* [THE TASK]:
In the records below, find the line with "use emporia_core::EmporiaResult;" and the line with "async fn find_all(&self)"; return exactly those lines and every line between them.

Stored data:
'''
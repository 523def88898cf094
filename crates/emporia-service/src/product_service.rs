//! Product service trait definition.

use crate::dto::{CreateProductRequest, ProductResponse, UpdateProductRequest};
use async_trait::async_trait;
use emporia_core::EmporiaResult;

/// Product service trait.
#[async_trait]
pub trait ProductService: Send + Sync {
    /// Creates a new product.
    async fn create(&self, request: CreateProductRequest) -> EmporiaResult<ProductResponse>;

    /// Gets a product by id.
    async fn find_by_id(&self, id: i64) -> EmporiaResult<ProductResponse>;

    /// Updates a product.
    async fn update(
        &self,
        id: i64,
        request: UpdateProductRequest,
    ) -> EmporiaResult<ProductResponse>;

    /// Deletes a product.
    async fn delete(&self, id: i64) -> EmporiaResult<()>;

    /// Lists all products.
    async fn find_all(&self) -> EmporiaResult<Vec<ProductResponse>>;

    /// Lists the products owned by a user. Served straight from the store,
    /// never cached.
    async fn find_by_user_id(&self, user_id: i64) -> EmporiaResult<Vec<ProductResponse>>;
}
'''
* [EXERCISE OUTPUT]:
use emporia_core::EmporiaResult;

/// Product service trait.
#[async_trait]
pub trait ProductService: Send + Sync {
    /// Creates a new product.
    async fn create(&self, request: CreateProductRequest) -> EmporiaResult<ProductResponse>;

    /// Gets a product by id.
    async fn find_by_id(&self, id: i64) -> EmporiaResult<ProductResponse>;

    /// Updates a product.
    async fn update(
        &self,
        id: i64,
        request: UpdateProductRequest,
    ) -> EmporiaResult<ProductResponse>;

    /// Deletes a product.
    async fn delete(&self, id: i64) -> EmporiaResult<()>;

    /// Lists all products.
    async fn find_all(&self) -> EmporiaResult<Vec<ProductResponse>>;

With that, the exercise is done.